→ SUPPLIED MATERIAL
[Start of Attachment]

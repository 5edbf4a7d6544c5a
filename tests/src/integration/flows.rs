//! # Integration Test Flows
//!
//! A product's life from the manufacturer's bench to the warranty center,
//! driven through the async service.
//!
//! ## Flows Tested:
//!
//! 1. **Happy path**: create → dealer → customer → warranty center → warranty → repair
//! 2. **Soft flags**: void, premature warranty and rapid re-transfer commit but flag
//! 3. **Notification feed**: events mirror commit order
//! 4. **Restart**: snapshot restore keeps ownership, flags and rate state

#[cfg(test)]
mod tests {
    use crate::fixtures::*;
    use custody_ledger::prelude::*;
    use std::sync::Arc;

    fn p(id: &str) -> ProductId {
        ProductId::from(id)
    }

    /// Walk P1 through the whole chain. Returns the time of the last step.
    async fn walk_full_chain(service: &TestService) -> Timestamp {
        service
            .create_product(ctx(MAKER, 1_000), p("P1"), "55in television".into())
            .await
            .unwrap();
        service
            .transfer_product(ctx(MAKER, 1_040), p("P1"), DEALER, "to dealer".into())
            .await
            .unwrap();
        service
            .transfer_product(ctx(DEALER, 1_100), p("P1"), CUSTOMER, "sold".into())
            .await
            .unwrap();
        service
            .transfer_product(ctx(CUSTOMER, 5_000), p("P1"), CENTER, "screen flickers".into())
            .await
            .unwrap();
        service
            .record_warranty(ctx(CENTER, 9_000), p("P1"), "claim accepted".into())
            .await
            .unwrap();
        service
            .record_repair(ctx(CENTER, 9_040), p("P1"), "panel replaced".into())
            .await
            .unwrap();
        9_040
    }

    // =============================================================================
    // HAPPY PATH
    // =============================================================================

    #[tokio::test]
    async fn test_full_custody_chain() {
        let service = standard_ledger().await;
        walk_full_chain(&service).await;

        let view = service.get_product(&p("P1")).await.unwrap();
        assert_eq!(view.current_owner, CENTER);
        assert_eq!(view.history_count, 6);
        assert!(!view.suspicious);
        assert_eq!(view.suspicious_reason, "");

        let history = service.history(&p("P1")).await.unwrap();
        let kinds: Vec<RecordKind> = history.iter().map(|r| r.kind).collect();
        assert_eq!(
            kinds,
            vec![
                RecordKind::Created,
                RecordKind::Transferred,
                RecordKind::Transferred,
                RecordKind::Transferred,
                RecordKind::Warranty,
                RecordKind::Repair,
            ]
        );
        let actors: Vec<Identity> = history.iter().map(|r| r.actor).collect();
        assert_eq!(actors, vec![MAKER, MAKER, DEALER, CUSTOMER, CENTER, CENTER]);
        assert_eq!(history[0].note, "55in television");

        let verification = service.verify_history(&p("P1")).await.unwrap();
        assert!(verification.is_intact());
        assert_eq!(verification.head, Some(history[5].record_hash));
    }

    #[tokio::test]
    async fn test_history_record_access() {
        let service = standard_ledger().await;
        walk_full_chain(&service).await;

        let third = service.history_record(&p("P1"), 2).await.unwrap();
        assert_eq!(third.actor, DEALER);
        assert_eq!(third.new_owner, CUSTOMER);

        let err = service.history_record(&p("P1"), 6).await.unwrap_err();
        assert_eq!(err.code(), "NotFound");
        assert_eq!(service.history_length(&p("P1")).await.unwrap(), 6);
    }

    #[tokio::test]
    async fn test_role_queries_after_grants() {
        let service = standard_ledger().await;

        assert_eq!(service.registry_owner().await, OWNER);
        assert_eq!(service.role_of(CENTER).await, Role::WarrantyCenter);
        assert_eq!(service.role_of(STRANGER).await, Role::None);

        let mut dealers = service.members_of(Role::Dealer).await;
        dealers.sort();
        assert_eq!(dealers, vec![DEALER, SECOND_DEALER]);

        // Re-granting moves the identity between roles.
        service
            .grant_role(ctx(OWNER, 10), SECOND_DEALER, Role::Customer.code())
            .await
            .unwrap();
        assert_eq!(service.members_of(Role::Dealer).await, vec![DEALER]);
        assert_eq!(service.role_grants(0).await.len(), 7);
        assert_eq!(service.role_grants(6).await[0].identity, SECOND_DEALER);
    }

    // =============================================================================
    // SOFT FLAGS
    // =============================================================================

    #[tokio::test]
    async fn test_void_transfer_commits_and_flags() {
        let service = standard_ledger().await;
        service
            .create_product(ctx(MAKER, 100), p("P1"), "kettle".into())
            .await
            .unwrap();

        let receipt = service
            .transfer_product(ctx(MAKER, 200), p("P1"), Identity::ZERO, String::new())
            .await
            .unwrap();
        assert!(receipt.flagged.is_some());
        assert_eq!(receipt.owner, Identity::ZERO);

        assert!(service.is_product_suspicious(&p("P1")).await.unwrap());
        assert_eq!(
            service.suspicious_reason(&p("P1")).await.unwrap(),
            "Transfer to the zero address"
        );
        let flagged = service.suspicious_products().await;
        assert_eq!(flagged.len(), 1);
        assert_eq!(flagged[0].id, p("P1"));
    }

    #[tokio::test]
    async fn test_premature_warranty_commits_and_flags() {
        let service = standard_ledger().await;
        service
            .create_product(ctx(MAKER, 100), p("P1"), "phone".into())
            .await
            .unwrap();
        service
            .transfer_product(ctx(MAKER, 200), p("P1"), CENTER, String::new())
            .await
            .unwrap();

        // Ten minutes after the transfer.
        let receipt = service
            .record_warranty(ctx(CENTER, 800), p("P1"), String::new())
            .await
            .unwrap();
        assert_eq!(receipt.kind, RecordKind::Warranty);
        let reason = service.suspicious_reason(&p("P1")).await.unwrap();
        assert!(reason.starts_with("Warranty claimed 600s after transfer"));
        assert_eq!(service.history_length(&p("P1")).await.unwrap(), 3);
    }

    #[tokio::test]
    async fn test_rapid_retransfer_flags_sixth_hop() {
        let service = cooldown_free_ledger().await;
        service
            .create_product(ctx(MAKER, 0), p("P1"), "bike".into())
            .await
            .unwrap();

        let hops = [
            (MAKER, DEALER),
            (DEALER, SECOND_DEALER),
            (SECOND_DEALER, DEALER),
            (DEALER, SECOND_DEALER),
            (SECOND_DEALER, DEALER),
        ];
        for (i, (from, to)) in hops.into_iter().enumerate() {
            let receipt = service
                .transfer_product(ctx(from, 10 + i as u64), p("P1"), to, String::new())
                .await
                .unwrap();
            assert!(receipt.flagged.is_none(), "hop {i} flagged early");
        }

        let receipt = service
            .transfer_product(ctx(DEALER, 20), p("P1"), SECOND_DEALER, String::new())
            .await
            .unwrap();
        assert_eq!(
            receipt.flagged.as_deref(),
            Some("Rapid re-transfer: 6 transfers within 3600s")
        );
        assert_eq!(service.get_product(&p("P1")).await.unwrap().current_owner, SECOND_DEALER);
    }

    #[tokio::test]
    async fn test_flag_is_never_cleared() {
        let service = standard_ledger().await;
        service
            .create_product(ctx(MAKER, 100), p("P1"), "drill".into())
            .await
            .unwrap();
        service
            .transfer_product(ctx(MAKER, 200), p("P1"), MAKER, String::new())
            .await
            .unwrap();
        service
            .transfer_product(ctx(MAKER, 300), p("P1"), DEALER, String::new())
            .await
            .unwrap();

        let view = service.get_product(&p("P1")).await.unwrap();
        assert!(view.suspicious);
        assert_eq!(view.suspicious_reason, "Transfer to the current owner");
    }

    // =============================================================================
    // NOTIFICATION FEED
    // =============================================================================

    #[tokio::test]
    async fn test_feed_mirrors_commit_order() {
        let service = standard_ledger().await;
        let mut live = service.events().subscribe();
        walk_full_chain(&service).await;

        let events = service.events_since(0).await;
        let names: Vec<&str> = events.iter().map(|e| e.kind.name()).collect();
        assert_eq!(
            &names[names.len() - 6..],
            &[
                "product_created",
                "product_transferred",
                "product_transferred",
                "product_transferred",
                "warranty_recorded",
                "repair_recorded",
            ]
        );
        for pair in events.windows(2) {
            assert_eq!(pair[1].sequence, pair[0].sequence + 1);
        }

        // Subscribed after the grants, so the first live event is the create.
        let first = live.recv().await.unwrap();
        assert!(matches!(first.kind, LedgerEventKind::ProductCreated { .. }));
    }

    #[tokio::test]
    async fn test_rejection_publishes_nothing() {
        let service = standard_ledger().await;
        let before = service.events_since(0).await.len();

        let err = service
            .transfer_product(ctx(DEALER, 100), p("missing"), CUSTOMER, String::new())
            .await
            .unwrap_err();
        assert_eq!(err.code(), "NotFound");
        assert_eq!(service.events_since(0).await.len(), before);

        let stats = service.stats().await;
        assert_eq!(stats.requests_rejected, 1);
        assert_eq!(stats.rejected_by_code.get("NotFound"), Some(&1));
    }

    // =============================================================================
    // CONCURRENCY
    // =============================================================================

    #[tokio::test(flavor = "multi_thread", worker_threads = 4)]
    async fn test_concurrent_makers_and_readers() {
        let service = Arc::new(service_with(AnomalyPolicy::default()));
        let makers: Vec<Identity> = (0..8u8).map(|i| Identity::repeat(0x40 + i)).collect();
        for maker in &makers {
            service
                .grant_role(ctx(OWNER, 0), *maker, Role::Manufacturer.code())
                .await
                .unwrap();
        }

        let mut writers = Vec::new();
        let mut readers = Vec::new();
        for (i, maker) in makers.iter().copied().enumerate() {
            let writer = Arc::clone(&service);
            writers.push(tokio::spawn(async move {
                writer
                    .create_product(ctx(maker, 100), p(&format!("C{i}")), "crate".into())
                    .await
            }));
            let reader = Arc::clone(&service);
            readers.push(tokio::spawn(async move {
                reader.get_product(&p(&format!("C{i}"))).await
            }));
        }
        for writer in writers {
            assert!(writer.await.unwrap().is_ok());
        }
        // Reads see either nothing or a fully committed product.
        for reader in readers {
            match reader.await.unwrap() {
                Ok(view) => assert_eq!(view.history_count, 1),
                Err(err) => assert_eq!(err.code(), "NotFound"),
            }
        }

        for i in 0..makers.len() {
            let view = service.get_product(&p(&format!("C{i}"))).await.unwrap();
            assert_eq!(view.current_owner, makers[i]);
        }
        assert_eq!(service.stats().await.transitions_accepted, 8);
    }

    // =============================================================================
    // RESTART
    // =============================================================================

    #[tokio::test]
    async fn test_snapshot_restore_keeps_state_and_limits() {
        let service = standard_ledger().await;
        walk_full_chain(&service).await;
        service
            .create_product(ctx(MAKER, 2_000), p("P2"), "toaster".into())
            .await
            .unwrap();
        service
            .transfer_product(ctx(MAKER, 2_100), p("P2"), Identity::ZERO, String::new())
            .await
            .unwrap();

        let json = service.snapshot().await.to_json().unwrap();
        let snapshot = LedgerSnapshot::from_json(&json).unwrap();
        let restored = CustodyLedgerService::from_snapshot(&snapshot, InMemoryEventFeed::new()).unwrap();

        assert_eq!(restored.registry_owner().await, OWNER);
        assert_eq!(restored.role_of(DEALER).await, Role::Dealer);
        assert_eq!(
            restored.get_product(&p("P1")).await.unwrap(),
            service.get_product(&p("P1")).await.unwrap()
        );
        assert!(restored.is_product_suspicious(&p("P2")).await.unwrap());

        // The center's repair at 9040 still gates its next action.
        let err = restored
            .record_repair(ctx(CENTER, 9_045), p("P1"), String::new())
            .await
            .unwrap_err();
        assert_eq!(err.code(), "ActionTooFrequent");
        assert_eq!(
            restored.rate_status(CENTER, 9_045).await,
            service.rate_status(CENTER, 9_045).await
        );
    }
}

[End of Attachment]

→ AIM OF THE TASK
After locating the line holding "async fn test_concurrent_makers_and_readers()" above, output exactly that line and every line after it through the line holding "for maker in". Include nothing else.

→ ANSWER
    async fn test_concurrent_makers_and_readers() {
        let service = Arc::new(service_with(AnomalyPolicy::default()));
        let makers: Vec<Identity> = (0..8u8).map(|i| Identity::repeat(0x40 + i)).collect();
        for maker in &makers {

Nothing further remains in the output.